After a few weeks break let’s look again at Padlocks & Chains. This blog will show photos and videos of experiments performed in the laboratory to test the strength of original Viro products and the copies imported from the Far East. This week we will examine the Viro “Blocca Catena”, comparing it with an imitation.
Salt spray test
As we saw in previous blogs, the first test to which we usually submit the two products, a Viro original and an imitation imported from the Far East, is that of resistance to oxidation.
“An example of the corrosion test is the salt spray chamber: it is an apparatus in which the material to be tested is subjected to an environment with a high salt concentration; in this way you can simulate the behaviour of the material in marine environments” (Wikipedia).
As can be seen, the only point that shows some small signs of oxidation in the “Blocca catena” is the edge of the anti-drill plate. This effect is not linked to the resistance of the product; in fact, the outer armour and, above all, the internal mechanism, are free from corrosion.

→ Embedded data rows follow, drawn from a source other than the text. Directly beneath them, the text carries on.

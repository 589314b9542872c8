//! Risk event definitions
//!
//! Events emitted by the engine for loan monitoring: early warnings on
//! deteriorating loans and evaluations that fell outside every risk band.

use serde::{Deserialize, Serialize};
use types::ids::LoanId;
use uuid::Uuid;

/// Early-warning trigger levels
#[derive(Debug, Clone, Copy, PartialEq, Serialize, Deserialize)]
#[serde(default)]
pub struct EarlyWarningLimits {
    /// Alert when days late exceeds this
    pub max_days_late: u32,
    /// Alert when ECL as a percentage of principal exceeds this
    pub max_ecl_percentage: f64,
}

impl Default for EarlyWarningLimits {
    fn default() -> Self {
        Self {
            max_days_late: 10,
            max_ecl_percentage: 5.0,
        }
    }
}

/// Why an early warning fired
#[derive(Debug, Clone, PartialEq, Serialize, Deserialize)]
#[serde(tag = "kind", rename_all = "snake_case")]
pub enum WarningReason {
    DaysLate { days: u32, limit: u32 },
    EclPercentage { percentage: f64, limit: f64 },
}

/// Risk event emitted by the engine
#[derive(Debug, Clone, PartialEq, Serialize, Deserialize)]
pub struct RiskEvent {
    pub event_id: Uuid,
    pub loan_id: LoanId,
    pub event_type: RiskEventType,
    pub ecl_ratio: f64,
    pub ecl_percentage: f64,
    pub days_late: u32,
    pub timestamp: i64,
}

/// Risk event type classification
#[derive(Debug, Clone, PartialEq, Serialize, Deserialize)]
pub enum RiskEventType {
    /// Loan crossed one or more early-warning limits
    EarlyWarning { reasons: Vec<WarningReason> },
    /// No threshold band matched; the loan was labelled "unknown"
    Unclassified,
}

impl RiskEvent {
    pub fn new(
        loan_id: LoanId,
        event_type: RiskEventType,
        ecl_ratio: f64,
        ecl_percentage: f64,
        days_late: u32,
        timestamp: i64,
    ) -> Self {
        Self {
            event_id: Uuid::now_v7(),
            loan_id,
            event_type,
            ecl_ratio,
            ecl_percentage,
            days_late,
            timestamp,
        }
    }
}

/// Early-warning limits breached by a loan, in a fixed order.
///
/// Both comparisons are strict: a loan exactly at a limit does not alert.
pub fn early_warning_reasons(
    limits: &EarlyWarningLimits,
    days_late: u32,
    ecl_percentage: f64,
) -> Vec<WarningReason> {
    let mut reasons = Vec::new();
    if days_late > limits.max_days_late {
        reasons.push(WarningReason::DaysLate {
            days: days_late,
            limit: limits.max_days_late,
        });
    }
    if ecl_percentage > limits.max_ecl_percentage {
        reasons.push(WarningReason::EclPercentage {
            percentage: ecl_percentage,
            limit: limits.max_ecl_percentage,
        });
    }
    reasons
}

/// Generate monitoring events for one evaluation.
pub fn events_for_evaluation(
    loan_id: LoanId,
    limits: &EarlyWarningLimits,
    unclassified: bool,
    ecl_ratio: f64,
    ecl_percentage: f64,
    days_late: u32,
    timestamp: i64,
) -> Vec<RiskEvent> {
    let mut events = Vec::new();

    let reasons = early_warning_reasons(limits, days_late, ecl_percentage);
    if !reasons.is_empty() {
        events.push(RiskEvent::new(
            loan_id,
            RiskEventType::EarlyWarning { reasons },
            ecl_ratio,
            ecl_percentage,
            days_late,
            timestamp,
        ));
    }

    if unclassified {
        events.push(RiskEvent::new(
            loan_id,
            RiskEventType::Unclassified,
            ecl_ratio,
            ecl_percentage,
            days_late,
            timestamp,
        ));
    }

    events
}
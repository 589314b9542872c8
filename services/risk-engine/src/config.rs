//! Engine configuration
//!
//! Loaded from JSON. Every field has a default, so a partial document only
//! overrides what it names:
//!
//! ```json
//! {
//!   "reporting_base": "loan_amount",
//!   "clamp_policy": "raw",
//!   "early_warning": { "max_days_late": 10, "max_ecl_percentage": 5.0 },
//!   "report_decimal_places": 2,
//!   "thresholds": [
//!     { "min": null, "max": 2.0, "label": "low" },
//!     { "min": 2.0, "max": 5.0, "label": "medium" },
//!     { "min": 5.0, "max": null, "label": "high" }
//!   ]
//! }
//! ```

use std::path::{Path, PathBuf};

use serde::{Deserialize, Serialize};
use thiserror::Error;
use tracing::info;
use types::errors::ThresholdError;
use types::threshold::ThresholdTable;

use crate::ecl::ReportingBase;
use crate::events::EarlyWarningLimits;

/// Largest scale `rust_decimal` can hold.
const MAX_DECIMAL_PLACES: u32 = 28;

/// Configuration load errors
#[derive(Debug, Error)]
pub enum ConfigError {
    #[error("Failed to read config {path}: {source}")]
    Io {
        path: PathBuf,
        #[source]
        source: std::io::Error,
    },

    #[error("Failed to parse config: {0}")]
    Parse(#[from] serde_json::Error),

    #[error("Invalid threshold table: {0}")]
    Thresholds(#[from] ThresholdError),

    #[error("Invalid config {field}: {reason}")]
    Invalid { field: String, reason: String },
}

/// What to do with PD and LGD outside [0, 1]
#[derive(Debug, Clone, Copy, PartialEq, Eq, Default, Serialize, Deserialize)]
#[serde(rename_all = "snake_case")]
pub enum ClampPolicy {
    /// Pass estimates through unmodified
    #[default]
    Raw,
    /// Clamp PD and LGD into [0, 1] before composition
    UnitInterval,
}

impl ClampPolicy {
    /// Apply the policy; the flag reports whether the value changed.
    pub fn apply(self, value: f64) -> (f64, bool) {
        match self {
            ClampPolicy::Raw => (value, false),
            ClampPolicy::UnitInterval => {
                let clamped = value.clamp(0.0, 1.0);
                (clamped, clamped != value)
            }
        }
    }
}

/// Risk engine configuration
#[derive(Debug, Clone, PartialEq, Serialize, Deserialize)]
#[serde(default)]
pub struct EngineConfig {
    /// Divisor for the ECL ratio
    pub reporting_base: ReportingBase,
    pub clamp_policy: ClampPolicy,
    pub early_warning: EarlyWarningLimits,
    /// Scale of the Decimal figures in reports
    pub report_decimal_places: u32,
    /// Initial threshold table, in the units `reporting_base` produces
    pub thresholds: ThresholdTable,
}

impl Default for EngineConfig {
    fn default() -> Self {
        Self {
            reporting_base: ReportingBase::ExposureAtDefault,
            clamp_policy: ClampPolicy::Raw,
            early_warning: EarlyWarningLimits::default(),
            report_decimal_places: 2,
            thresholds: ThresholdTable::default_fraction(),
        }
    }
}

impl EngineConfig {
    /// Parse and validate a JSON document.
    pub fn from_json_str(json: &str) -> Result<Self, ConfigError> {
        let config: EngineConfig = serde_json::from_str(json)?;
        config.validate()?;
        Ok(config)
    }

    /// Read, parse and validate a JSON file.
    pub fn load(path: impl AsRef<Path>) -> Result<Self, ConfigError> {
        let path = path.as_ref();
        let json = std::fs::read_to_string(path).map_err(|source| ConfigError::Io {
            path: path.to_path_buf(),
            source,
        })?;
        let config = Self::from_json_str(&json)?;
        info!(
            path = %path.display(),
            reporting_base = ?config.reporting_base,
            clamp_policy = ?config.clamp_policy,
            bands = config.thresholds.len(),
            "engine config loaded"
        );
        Ok(config)
    }

    pub fn validate(&self) -> Result<(), ConfigError> {
        self.thresholds.validate()?;

        if self.report_decimal_places > MAX_DECIMAL_PLACES {
            return Err(ConfigError::Invalid {
                field: "report_decimal_places".to_string(),
                reason: format!(
                    "must be <= {MAX_DECIMAL_PLACES}, got {}",
                    self.report_decimal_places
                ),
            });
        }

        let pct = self.early_warning.max_ecl_percentage;
        if !pct.is_finite() || pct < 0.0 {
            return Err(ConfigError::Invalid {
                field: "early_warning.max_ecl_percentage".to_string(),
                reason: format!("must be a finite value >= 0, got {pct}"),
            });
        }

        Ok(())
    }
}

In the copy, on the other hand, there are many corrosion points; in particular, it is possible to see an oxidisation deposit in the area in which the key is inserted. The quantity may not seem very significant, but it is a sign of a much more serious corrosion of the internal mechanism.

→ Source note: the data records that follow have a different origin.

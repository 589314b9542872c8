//! Error types for the credit loss engine
//!
//! Comprehensive error taxonomy using thiserror

use thiserror::Error;

/// Top-level engine error
///
/// `Unclassified` is non-fatal: callers that go through the tolerant
/// classification path never see it, they get the `"unknown"` label instead.
#[derive(Error, Debug, Clone, PartialEq)]
pub enum EngineError {
    #[error("Invalid input {field}: {reason}")]
    InvalidInput { field: String, reason: String },

    #[error("Division by zero: {divisor} is zero")]
    DivisionByZero { divisor: String },

    #[error("No risk band matches value {value}")]
    Unclassified { value: f64 },

    #[error("Catalog error: {0}")]
    Catalog(#[from] CatalogError),
}

impl EngineError {
    /// Shorthand for an `InvalidInput` error on a named field.
    pub fn invalid(field: impl Into<String>, reason: impl Into<String>) -> Self {
        Self::InvalidInput {
            field: field.into(),
            reason: reason.into(),
        }
    }

    /// Shorthand for a `DivisionByZero` error on a named divisor.
    pub fn division_by_zero(divisor: impl Into<String>) -> Self {
        Self::DivisionByZero {
            divisor: divisor.into(),
        }
    }
}

/// Factor lookup errors
#[derive(Error, Debug, Clone, PartialEq, Eq)]
pub enum CatalogError {
    #[error("Lending type not found: {name}")]
    UnknownLendingType { name: String },

    #[error("Industry not found: {name}")]
    UnknownIndustry { name: String },

    #[error("Duplicate catalog entry: {name}")]
    Duplicate { name: String },
}

/// Threshold table shape errors
#[derive(Error, Debug, Clone, PartialEq)]
pub enum ThresholdError {
    #[error("Band {index} has no bounds")]
    Unbounded { index: usize },

    #[error("Band {index} is inverted: min {min} >= max {max}")]
    Inverted { index: usize, min: f64, max: f64 },

    #[error("Band {index} has a NaN bound")]
    NanBound { index: usize },

    #[error("Band {index} has an empty label")]
    EmptyLabel { index: usize },

    #[error("Band {index} uses the reserved label \"unknown\"")]
    ReservedLabel { index: usize },

    #[error("Bands {first} and {second} overlap")]
    Overlap { first: usize, second: usize },

    #[error("No band covers [{from}, {to})")]
    Gap { from: f64, to: f64 },
}
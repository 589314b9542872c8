//! Loan decisioning
//!
//! Maps a risk label to the action the lending desk should take.

use serde::{Deserialize, Serialize};
use types::threshold::RiskLabel;

/// Action recommended for a classified loan
#[derive(Debug, Clone, Copy, PartialEq, Eq, Hash, Serialize, Deserialize)]
#[serde(rename_all = "snake_case")]
pub enum Recommendation {
    AutoApprove,
    AdditionalVerification,
    SuggestRejection,
    /// Label not recognised, including `"unknown"`
    ManualReview,
}

impl Recommendation {
    /// Recommendation for a label.
    ///
    /// Matching is case-insensitive on the first word, so `"Low risk"` and
    /// `"low"` are treated alike.
    pub fn for_label(label: &RiskLabel) -> Self {
        let level = label
            .as_str()
            .split_whitespace()
            .next()
            .unwrap_or_default()
            .to_ascii_lowercase();

        match level.as_str() {
            "low" => Recommendation::AutoApprove,
            "medium" => Recommendation::AdditionalVerification,
            "high" => Recommendation::SuggestRejection,
            _ => Recommendation::ManualReview,
        }
    }

    pub fn text(self) -> &'static str {
        match self {
            Recommendation::AutoApprove => "Auto-approve at standard interest rates.",
            Recommendation::AdditionalVerification => {
                "Additional verification required or consider higher interest rates."
            }
            Recommendation::SuggestRejection => {
                "Suggest rejection or consider alternative loan structure."
            }
            Recommendation::ManualReview => "Refer to manual credit review.",
        }
    }
}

This is shown in the following video, where you can clearly see the differences between the two products after the test.
Whilst the original Viro product still works perfectly, the copy is blocked; it is extremely difficult to insert the key and it will not turn.
What has made the Viro product more resistant?
What has contributed during the test to keep the Blocca catena nearly flawless, after 40 hours of salt spray, which corresponds to about a year of real-life environment subjected to harsh weather conditions, are the chemical treatments (copper, nickel and chrome plating) to which it has been subjected, to ensure a greater resistance over time, even when exposed to severe climatic conditions.
On the contrary, after the same 40 hours of salt spray testing, the armour of the imitation padlock was considerably damaged and oxidised in many points. And above all, the internal mechanism is completely oxidised and no longer allows the opening of the padlock with its key. This is a clear symptom of poor corrosion resistance, due to very poor and limited chemical treatments.
Another difference which catches the eye is the different colour of the two products. In fact, the original Viro padlock has a smooth and shiny chrome-plated “mirror” finish on the surface of the steel armour, whilst the copy has an opaque chrome-plated satin finish.
This is not just a purely aesthetic difference. Indeed, only a perfectly precise and constant machining of the materials provides a “mirror” surface finish, whilst, when you want to “disguise” production inconsistencies and imperfections of machined surfaces, or of the materials themselves, it is necessary to resort to a satin surface finish which makes everything less defined.